**Material supplied**
##########

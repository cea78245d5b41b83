//! Verification of a generated artifact against the repository
//!
//! The verifier applies its own, broader notion of a release: release/* and
//! hotfix/* branches and branches named like version tags count too. This
//! deliberately differs from [crate::classifier::is_released], and a
//! checkout where the two disagree produces a finding rather than being
//! silently reconciled.

use std::cmp::Ordering;
use std::fmt;

use semver::Version;
use tracing::debug;

use crate::artifact::{VersionArtifact, DEVELOP_SUFFIX};
use crate::classifier::list_tags;
use crate::domain::reference::short_name;
use crate::domain::{is_tag_semver_shaped, BranchContext, Tag};
use crate::error::{ReleaseStampError, Result};
use crate::git::Repository;

/// A single failed check
#[derive(Debug, Clone, PartialEq, Eq)]
pub enum VerifyFinding {
    /// `major` differs from the latest tagged version
    Major { expected: u64, found: u64 },
    /// `short_version` differs from the latest tagged "major.minor"
    ShortVersion { expected: String, found: String },
    /// `version` differs from the latest tagged version
    Version { expected: String, found: String },
    /// `full_version` does not start with `version`
    FullVersionPrefix {
        version: String,
        full_version: String,
    },
    /// `full_version` is not a semantic version
    UnparsableFullVersion { full_version: String, reason: String },
    /// `is_released` disagrees with the branch classification
    ReleasedFlag {
        branch: String,
        expected: bool,
        found: bool,
    },
    /// The prerelease label of `full_version` disagrees with the branch classification
    Prerelease {
        branch: String,
        expected: Option<String>,
        found: Option<String>,
    },
}

impl fmt::Display for VerifyFinding {
    fn fmt(&self, f: &mut fmt::Formatter<'_>) -> fmt::Result {
        match self {
            VerifyFinding::Major { expected, found } => {
                write!(f, "major is {} but the latest tag has {}", found, expected)
            }
            VerifyFinding::ShortVersion { expected, found } => write!(
                f,
                "short_version is '{}' but the latest tag has '{}'",
                found, expected
            ),
            VerifyFinding::Version { expected, found } => write!(
                f,
                "version is '{}' but the latest tag is '{}'",
                found, expected
            ),
            VerifyFinding::FullVersionPrefix {
                version,
                full_version,
            } => write!(
                f,
                "full_version '{}' does not start with version '{}'",
                full_version, version
            ),
            VerifyFinding::UnparsableFullVersion {
                full_version,
                reason,
            } => write!(f, "Cannot parse full_version '{}': {}", full_version, reason),
            VerifyFinding::ReleasedFlag {
                branch,
                expected,
                found,
            } => write!(
                f,
                "is_released is {} on branch '{}', expected {}",
                found, branch, expected
            ),
            VerifyFinding::Prerelease {
                branch,
                expected,
                found,
            } => write!(
                f,
                "full_version prerelease is {} on branch '{}', expected {}",
                describe_pre(found.as_deref()),
                branch,
                describe_pre(expected.as_deref())
            ),
        }
    }
}

fn describe_pre(pre: Option<&str>) -> String {
    match pre {
        Some(label) => format!("'{}'", label),
        None => "none".to_string(),
    }
}

/// Outcome of verifying one artifact
#[derive(Debug, Clone, PartialEq, Eq, Default)]
pub struct VerifyReport {
    pub findings: Vec<VerifyFinding>,
}

impl VerifyReport {
    pub fn is_clean(&self) -> bool {
        self.findings.is_empty()
    }
}

/// Semver precedence: build metadata does not take part in the ordering.
fn precedence(a: &Version, b: &Version) -> Ordering {
    (a.major, a.minor, a.patch, &a.pre).cmp(&(b.major, b.minor, b.patch, &b.pre))
}

/// Highest version among the tags that carry `prefix`.
///
/// Tags that do not parse are ignored. Fails with
/// [ReleaseStampError::NoVersionTags] when nothing parses, and with
/// [ReleaseStampError::AmbiguousVersion] when distinct tags tie for the
/// maximum.
pub fn latest_tag_version(repo: &impl Repository, prefix: &str) -> Result<Version> {
    let mut best: Option<Version> = None;
    let mut best_tags: Vec<String> = Vec::new();

    for name in list_tags(repo)? {
        let Some(version) = Tag::new(name.as_str()).version(prefix) else {
            debug!(tag = %name, "skipping tag without a semantic version");
            continue;
        };

        let ordering = best
            .as_ref()
            .map_or(Ordering::Greater, |current| precedence(&version, current));

        match ordering {
            Ordering::Greater => {
                best = Some(version);
                best_tags = vec![name];
            }
            Ordering::Equal => best_tags.push(name),
            Ordering::Less => {}
        }
    }

    let best = best.ok_or_else(|| {
        ReleaseStampError::NoVersionTags(format!("no tag parses with prefix '{}'", prefix))
    })?;

    if best_tags.len() > 1 {
        return Err(ReleaseStampError::AmbiguousVersion {
            version: best.to_string(),
            tags: best_tags,
        });
    }

    Ok(best)
}

/// The verifier's release predicate for a branch short name.
pub fn expects_release(branch_name: &str, prefix: &str) -> bool {
    BranchContext::new(branch_name).is_release_branch() || is_tag_semver_shaped(branch_name, prefix)
}

/// Check the version fields of `artifact` against the latest version tag.
pub fn check_version(
    repo: &impl Repository,
    artifact: &VersionArtifact,
    prefix: &str,
) -> Result<Vec<VerifyFinding>> {
    let latest = latest_tag_version(repo, prefix)?;
    let mut findings = Vec::new();

    if artifact.major != latest.major {
        findings.push(VerifyFinding::Major {
            expected: latest.major,
            found: artifact.major,
        });
    }

    let expected_short = format!("{}.{}", latest.major, latest.minor);
    if artifact.short_version != expected_short {
        findings.push(VerifyFinding::ShortVersion {
            expected: expected_short,
            found: artifact.short_version.clone(),
        });
    }

    let expected_version = latest.to_string();
    if artifact.version != expected_version {
        findings.push(VerifyFinding::Version {
            expected: expected_version,
            found: artifact.version.clone(),
        });
    }

    let base = artifact
        .full_version
        .split('-')
        .next()
        .unwrap_or_default();
    if artifact.version != base {
        findings.push(VerifyFinding::FullVersionPrefix {
            version: artifact.version.clone(),
            full_version: artifact.full_version.clone(),
        });
    }

    Ok(findings)
}

/// Check `is_released` and the `full_version` label against HEAD's branch.
pub fn check_released(
    repo: &impl Repository,
    artifact: &VersionArtifact,
    prefix: &str,
) -> Result<Vec<VerifyFinding>> {
    let branch = short_name(&repo.head()?.name);
    let mut findings = Vec::new();

    let full_version = match Version::parse(&artifact.full_version) {
        Ok(version) => version,
        Err(e) => {
            findings.push(VerifyFinding::UnparsableFullVersion {
                full_version: artifact.full_version.clone(),
                reason: e.to_string(),
            });
            return Ok(findings);
        }
    };

    let expected_released = expects_release(&branch, prefix);
    let expected_pre = (!expected_released).then(|| develop_label().to_string());
    let found_pre = (!full_version.pre.is_empty()).then(|| full_version.pre.to_string());

    if artifact.is_released != expected_released {
        findings.push(VerifyFinding::ReleasedFlag {
            branch: branch.clone(),
            expected: expected_released,
            found: artifact.is_released,
        });
    }

    if found_pre != expected_pre {
        findings.push(VerifyFinding::Prerelease {
            branch,
            expected: expected_pre,
            found: found_pre,
        });
    }

    Ok(findings)
}

/// Run every check and collect the findings.
pub fn verify(
    repo: &impl Repository,
    artifact: &VersionArtifact,
    prefix: &str,
) -> Result<VerifyReport> {
    let mut findings = check_version(repo, artifact, prefix)?;
    findings.extend(check_released(repo, artifact, prefix)?);

    Ok(VerifyReport { findings })
}

fn develop_label() -> &'static str {
    DEVELOP_SUFFIX.trim_start_matches('-')
}

#[cfg(test)]
mod tests {
    use super::*;
    use crate::domain::VersionTriple;
    use crate::git::MockRepository;
    use git2::Oid;

    fn oid(byte: u8) -> Oid {
        Oid::from_bytes(&[byte; 20]).unwrap()
    }

    fn tagged_repo(branch: &str, tags: &[&str]) -> MockRepository {
        let mut repo = MockRepository::new();
        repo.checkout_branch(branch, oid(100));
        for (i, tag) in tags.iter().enumerate() {
            repo.add_tag(tag, oid(i as u8 + 1));
        }
        repo
    }

    #[test]
    fn test_latest_uses_semver_order() {
        let repo = tagged_repo("main", &["v1.10.0", "v1.2.0", "v1.9.3"]);
        assert_eq!(
            latest_tag_version(&repo, "v").unwrap(),
            Version::new(1, 10, 0)
        );
    }

    #[test]
    fn test_latest_prerelease_ranks_below_release() {
        let repo = tagged_repo("main", &["v2.0.0", "v2.0.0-rc1"]);
        assert_eq!(latest_tag_version(&repo, "v").unwrap(), Version::new(2, 0, 0));
    }

    #[test]
    fn test_latest_skips_unparsable_tags() {
        let repo = tagged_repo("main", &["nightly", "v1.0", "v0.3.0", "release-9.0.0"]);
        assert_eq!(latest_tag_version(&repo, "v").unwrap(), Version::new(0, 3, 0));
    }

    #[test]
    fn test_latest_without_version_tags() {
        let repo = tagged_repo("main", &["nightly"]);
        assert!(matches!(
            latest_tag_version(&repo, "v"),
            Err(ReleaseStampError::NoVersionTags(_))
        ));
    }

    #[test]
    fn test_latest_tie_is_ambiguous() {
        let repo = tagged_repo("main", &["v1.0.0+a", "v0.9.0", "v1.0.0+b"]);
        match latest_tag_version(&repo, "v") {
            Err(ReleaseStampError::AmbiguousVersion { tags, .. }) => {
                assert_eq!(tags, vec!["v1.0.0+a".to_string(), "v1.0.0+b".to_string()]);
            }
            other => panic!("expected ambiguity, got {:?}", other),
        }
    }

    #[test]
    fn test_lower_tie_is_not_ambiguous() {
        let repo = tagged_repo("main", &["v1.0.0+a", "v1.0.0+b", "v1.1.0"]);
        assert_eq!(latest_tag_version(&repo, "v").unwrap(), Version::new(1, 1, 0));
    }

    #[test]
    fn test_expects_release() {
        assert!(expects_release("main", "v"));
        assert!(expects_release("release/1.2.3", "v"));
        assert!(expects_release("hotfix/crash", "v"));
        assert!(expects_release("v1.2.3", "v"));
        assert!(!expects_release("feature/x", "v"));
        assert!(!expects_release("develop", "v"));
    }

    #[test]
    fn test_check_version_clean() {
        let repo = tagged_repo("main", &["v0.0.1", "v0.0.2"]);
        let artifact = VersionArtifact::new(VersionTriple::new(0, 0, 2), true);
        assert!(check_version(&repo, &artifact, "v").unwrap().is_empty());
    }

    #[test]
    fn test_check_version_mismatch() {
        let repo = tagged_repo("main", &["v1.3.0"]);
        let artifact = VersionArtifact::new(VersionTriple::new(0, 0, 2), true);
        let findings = check_version(&repo, &artifact, "v").unwrap();

        assert_eq!(findings.len(), 3);
        assert!(findings.contains(&VerifyFinding::Major {
            expected: 1,
            found: 0
        }));
    }

    #[test]
    fn test_check_released_feature_branch_develop() {
        let repo = tagged_repo("feature/x", &[]);
        let artifact = VersionArtifact::new(VersionTriple::new(0, 0, 2), false);
        assert!(check_released(&repo, &artifact, "v").unwrap().is_empty());
    }

    #[test]
    fn test_check_released_flags_tag_only_release() {
        // released because a tag sits on HEAD, but the branch is not a release branch
        let repo = tagged_repo("feature/x", &[]);
        let artifact = VersionArtifact::new(VersionTriple::new(0, 0, 2), true);
        let findings = check_released(&repo, &artifact, "v").unwrap();

        assert_eq!(
            findings,
            vec![
                VerifyFinding::ReleasedFlag {
                    branch: "feature/x".to_string(),
                    expected: false,
                    found: true,
                },
                VerifyFinding::Prerelease {
                    branch: "feature/x".to_string(),
                    expected: Some("develop".to_string()),
                    found: None,
                },
            ]
        );
    }

    #[test]
    fn test_check_released_unparsable_full_version() {
        let repo = tagged_repo("main", &[]);
        let mut artifact = VersionArtifact::new(VersionTriple::new(0, 0, 2), true);
        artifact.full_version = "0.0".to_string();

        let findings = check_released(&repo, &artifact, "v").unwrap();
        assert!(matches!(
            findings.as_slice(),
            [VerifyFinding::UnparsableFullVersion { .. }]
        ));
    }

    #[test]
    fn test_verify_report() {
        let repo = tagged_repo("release/0.0", &["v0.0.2"]);
        let artifact = VersionArtifact::new(VersionTriple::new(0, 0, 2), true);
        let report = verify(&repo, &artifact, "v").unwrap();
        assert!(report.is_clean());
    }

    #[test]
    fn test_finding_display() {
        let finding = VerifyFinding::ReleasedFlag {
            branch: "feature/x".to_string(),
            expected: false,
            found: true,
        };
        assert_eq!(
            finding.to_string(),
            "is_released is true on branch 'feature/x', expected false"
        );
    }
}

##########

**Work instruction**
Starting at the first line of the records above, please copy each line exactly until you reach the line containing "count too. This". Include that line and stop there.

**Output**
repository cea78245d5b41b83
//! Verification of a generated artifact against the repository
//!
//! The verifier applies its own, broader notion of a release: release/* and
//! hotfix/* branches and branches named like version tags count too. This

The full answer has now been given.